Climate Change Is Hurting Forests' Ability To Filter Agricultural Nitrate Pollution
Animal waste and nitrogen-based agricultural fertilizers contribute to nitrate runoff, which ends up in creeks, streams, rain and, eventually, water systems. Nitrate, that mix of nitrogen and oxygen, can cause serious health problems if it’s too concentrated.
The best defense is filtering, which forests are great at doing. But a new study from the U.S. Department of Agriculture’s Forest Service suggests forests are falling behind, and heavy rains brought on by climate change are making it worse.
“They always say the solution to pollution is dilution,” said Theresa Davidson, a USDA Forest Wildlife and Fisheries Biologist at the Mark Twain National Forest in Missouri. When water enters a forest, either through rain or runoff, the soil, leaves and trees absorb things and make the water cleaner than when it came in.
But 21 years of data from more than 100 streams across 20 states — including Missouri, Iowa, Illinois and Indiana — showed an increasing amount of severe storms and floodscreated times when the water moved too fast and hampered forests’ ability to filter nitrate, according to Stephen Sebestyen, a research hydrologist with the Forest Service.
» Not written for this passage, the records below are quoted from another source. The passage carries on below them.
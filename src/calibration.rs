use anyhow::{bail, Context, Result};
use nalgebra::{Matrix3, Rotation3, UnitQuaternion};
use serde::{Deserialize, Serialize};
use std::fs;
use std::path::Path;

/// テキスト形式のキャリブレーションに含まれる値の数 (K 9 + 歪み 4 + rvec 3 + tvec 3)
pub const CALIBRATION_VALUE_COUNT: usize = 19;

/// 単一カメラのキャリブレーション値
#[derive(Debug, Clone, PartialEq, Serialize, Deserialize)]
pub struct CameraCalibration {
    /// 内部パラメータ行列 K (row-major 3x3)
    pub intrinsic_matrix: [f64; 9],
    /// 歪み係数 [k1, k2, p1, p2]
    pub dist_coeffs: [f64; 4],
    /// 回転ベクトル (Rodrigues)
    pub rvec: [f64; 3],
    /// 並進ベクトル
    pub tvec: [f64; 3],
}

impl CameraCalibration {
    pub fn fx(&self) -> f64 { self.intrinsic_matrix[0] }
    pub fn fy(&self) -> f64 { self.intrinsic_matrix[4] }
    pub fn px(&self) -> f64 { self.intrinsic_matrix[2] }
    pub fn py(&self) -> f64 { self.intrinsic_matrix[5] }

    pub fn is_finite(&self) -> bool {
        self.intrinsic_matrix
            .iter()
            .chain(&self.dist_coeffs)
            .chain(&self.rvec)
            .chain(&self.tvec)
            .all(|v| v.is_finite())
    }
}

// --- Parse / Save / Load ---

/// 空白区切りのキャリブレーション値を読む
///
/// 順序: K (9, row-major) → 歪み係数 (4) → 回転ベクトル (3) → 並進ベクトル (3)。
/// 20個目以降の値は無視する。
pub fn parse_calibration(text: &str) -> Result<CameraCalibration> {
    let mut values = [0.0f64; CALIBRATION_VALUE_COUNT];
    let mut tokens = text.split_whitespace();

    for (i, slot) in values.iter_mut().enumerate() {
        let token = match tokens.next() {
            Some(t) => t,
            None => bail!(
                "Calibration has {} values, expected {}",
                i,
                CALIBRATION_VALUE_COUNT
            ),
        };
        *slot = token
            .parse()
            .with_context(|| format!("Calibration value #{} is not a number: {:?}", i + 1, token))?;
    }

    let mut intrinsic_matrix = [0.0; 9];
    let mut dist_coeffs = [0.0; 4];
    let mut rvec = [0.0; 3];
    let mut tvec = [0.0; 3];
    intrinsic_matrix.copy_from_slice(&values[0..9]);
    dist_coeffs.copy_from_slice(&values[9..13]);
    rvec.copy_from_slice(&values[13..16]);
    tvec.copy_from_slice(&values[16..19]);

    Ok(CameraCalibration { intrinsic_matrix, dist_coeffs, rvec, tvec })
}

/// `.json` ならJSON、それ以外は空白区切りテキストとして読む
pub fn load_calibration<P: AsRef<Path>>(path: P) -> Result<CameraCalibration> {
    let path = path.as_ref();
    let content = fs::read_to_string(path)
        .with_context(|| format!("Failed to read calibration file {}", path.display()))?;

    let is_json = path
        .extension()
        .map(|ext| ext.eq_ignore_ascii_case("json"))
        .unwrap_or(false);

    let cal = if is_json {
        serde_json::from_str(&content)
            .with_context(|| format!("Failed to parse calibration JSON {}", path.display()))?
    } else {
        parse_calibration(&content)
            .with_context(|| format!("Malformed calibration file {}", path.display()))?
    };
    Ok(cal)
}

pub fn save_calibration<P: AsRef<Path>>(path: P, cal: &CameraCalibration) -> Result<()> {
    let json = serde_json::to_string_pretty(cal)?;
    fs::write(path, json).context("Failed to write calibration file")?;
    Ok(())
}

// --- Rodrigues ---

/// 回転ベクトル → 回転行列
pub fn rodrigues(rvec: &[f64; 3]) -> Matrix3<f64> {
    let theta = (rvec[0] * rvec[0] + rvec[1] * rvec[1] + rvec[2] * rvec[2]).sqrt();
    if theta < 1e-10 {
        return Matrix3::identity();
    }

    let kx = rvec[0] / theta;
    let ky = rvec[1] / theta;
    let kz = rvec[2] / theta;
    let ct = theta.cos();
    let st = theta.sin();
    let vt = 1.0 - ct;

    Matrix3::new(
        ct + kx * kx * vt,      kx * ky * vt - kz * st, kx * kz * vt + ky * st,
        ky * kx * vt + kz * st, ct + ky * ky * vt,      ky * kz * vt - kx * st,
        kz * kx * vt - ky * st, kz * ky * vt + kx * st, ct + kz * kz * vt,
    )
}

/// 回転行列 → 回転ベクトル
///
/// 180度回転でも軸が失われないよう四元数を経由する。
pub fn rotation_to_rvec(r: &Matrix3<f64>) -> [f64; 3] {
    let rotation = Rotation3::from_matrix_unchecked(*r);
    let v = UnitQuaternion::from_rotation_matrix(&rotation).scaled_axis();
    [v.x, v.y, v.z]
}
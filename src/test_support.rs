//! テスト用の合成カメラ・画像

use image::{Rgb, RgbImage};
use nalgebra::{Matrix3, Vector3};
use std::sync::Arc;

use crate::calibration::{rotation_to_rvec, CameraCalibration};
use crate::camera::CameraModel;
use crate::config::GridConfig;

/// `eye` から `target` を向く歪みなしカメラのキャリブレーション
pub(crate) fn look_at_calibration(eye: [f64; 3], target: [f64; 3], focal: f64, width: u32, height: u32) -> CameraCalibration {
    let eye = Vector3::from(eye);
    let forward = (Vector3::from(target) - eye).normalize();
    // 真下/真上を向くときは +Y を上とする
    let up = if forward.z.abs() > 0.99 { Vector3::y() } else { Vector3::z() };
    let right = forward.cross(&up).normalize();
    let down = forward.cross(&right);

    let r = Matrix3::from_rows(&[right.transpose(), down.transpose(), forward.transpose()]);
    let t = -(r * eye);

    CameraCalibration {
        intrinsic_matrix: [
            focal, 0.0, width as f64 / 2.0,
            0.0, focal, height as f64 / 2.0,
            0.0, 0.0, 1.0,
        ],
        dist_coeffs: [0.0; 4],
        rvec: rotation_to_rvec(&r),
        tvec: [t.x, t.y, t.z],
    }
}

pub(crate) fn look_at_camera(index: usize, eye: [f64; 3], target: [f64; 3], focal: f64, width: u32, height: u32) -> CameraModel {
    let cal = look_at_calibration(eye, target, focal, width, height);
    CameraModel::new(index, width, height, &cal).unwrap()
}

/// 正面 (+Y側)・側面 (+X側)・真上の3台。遠方から見るのでほぼ正射影
pub(crate) fn orthogonal_rig() -> Vec<Arc<CameraModel>> {
    vec![
        Arc::new(look_at_camera(0, [0.0, 3000.0, 150.0], [0.0, 0.0, 150.0], 500.0, 320, 240)),
        Arc::new(look_at_camera(1, [3000.0, 0.0, 150.0], [0.0, 0.0, 150.0], 500.0, 320, 240)),
        Arc::new(look_at_camera(2, [0.0, 0.0, 3150.0], [0.0, 0.0, 150.0], 500.0, 320, 240)),
    ]
}

/// 高さ `height` の水平カメラを半径 `radius` の円周上、角度 `angles_deg` に並べる
pub(crate) fn ring_rig(angles_deg: &[f64], radius: f64, height: f64) -> Vec<Arc<CameraModel>> {
    angles_deg
        .iter()
        .enumerate()
        .map(|(i, deg)| {
            let a = deg.to_radians();
            let eye = [radius * a.cos(), radius * a.sin(), height];
            Arc::new(look_at_camera(i, eye, [0.0, 0.0, height], 500.0, 320, 240))
        })
        .collect()
}

/// X/Y ∈ [-200, 200)、Z ∈ [0, 300) の 8x8x6 格子
pub(crate) fn small_grid_config() -> GridConfig {
    GridConfig { grid_num: 2, grid_size: 100, voxel_step: 50 }
}

pub(crate) fn solid_rgb(width: u32, height: u32, color: [u8; 3]) -> RgbImage {
    RgbImage::from_pixel(width, height, Rgb(color))
}
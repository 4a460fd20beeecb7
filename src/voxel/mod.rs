pub mod grid;
pub mod lookup;

pub use grid::{Voxel, VoxelGrid, FOREGROUND, VOXEL_GRAY};
pub use lookup::LookupTable;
“There were some, in particular, short-term duration events, rainfall or snowmelt events, when some of that atmospheric nitrate rapidly reached the streams,” Sebestyen said. “And those amounts were rather large.”
Heavy rains this spring across the Midwest created similar conditions in the Mark Twain National Forest in Missouri. The Yeltin Spring was overflowing, clear water erupting out of a cave-like opening and rushing down a hill. It turned what was a dry creek bed into a quick-moving, two-foot-deep stream.
Here’s the issue with nitrate: It’s common and potentially dangerous. Nitrate plays a major role in producing food in the U.S., but it can cause problems in drinking water.
The Environmental Working Group, a nonpartisan advocacy organization, actively monitors nitrate levels in drinking water. Senior Analyst Anne Schechinger said 10 milligrams per liter are considered an acceptable amount of nitrate in drinking water, but she believes even that is major threat to public health.
“Many newer studies have shown that drinking water with levels of nitrate at just 5 milligrams per liter or more can cause increased rates of cancer such as colon, bladder and ovarian cancer as well as birth defects,” Schechinger said.
It’s not cheap to clean nitrate out of drinking water, either. Des Moines, Iowa, spent more millions of dollars to do that, and a recent study showed Iowa well water contains significant amounts of nitrate.
The nitrate levels are bad for forests, too, Sebestyen said, to the point that long-term damage is possible.
“It affects the productivity, how things grow, how quickly they grow,” he said. “If the levels get high enough, it can cause decline in forests. It can cause tree species to die.”
Municipalities and farmers should be focusing on preventive measures, which Schechinger said starts with better agriculture land use.
“We really believe that implementing agricultural conservation practices like edge-of-field buffers or cover crops or grassed waterways could prevent nitrate into drinking water and just getting into our water bodies in the first place,” Schechinger said.
Schechinger also said there needs to be more studies on the effectiveness of fertilizers, and how much nitrogen needs to be in the formula.
Sebestyen wants policymakers to ask basic questions about forests, water and agriculture, such as “what we want forests to produce, how effective we want them to be in their production and how much nitrate do we want to move through the forest.”
Then, he said, the people in power should figure out how to scale back on nitrate that’s entering the water system.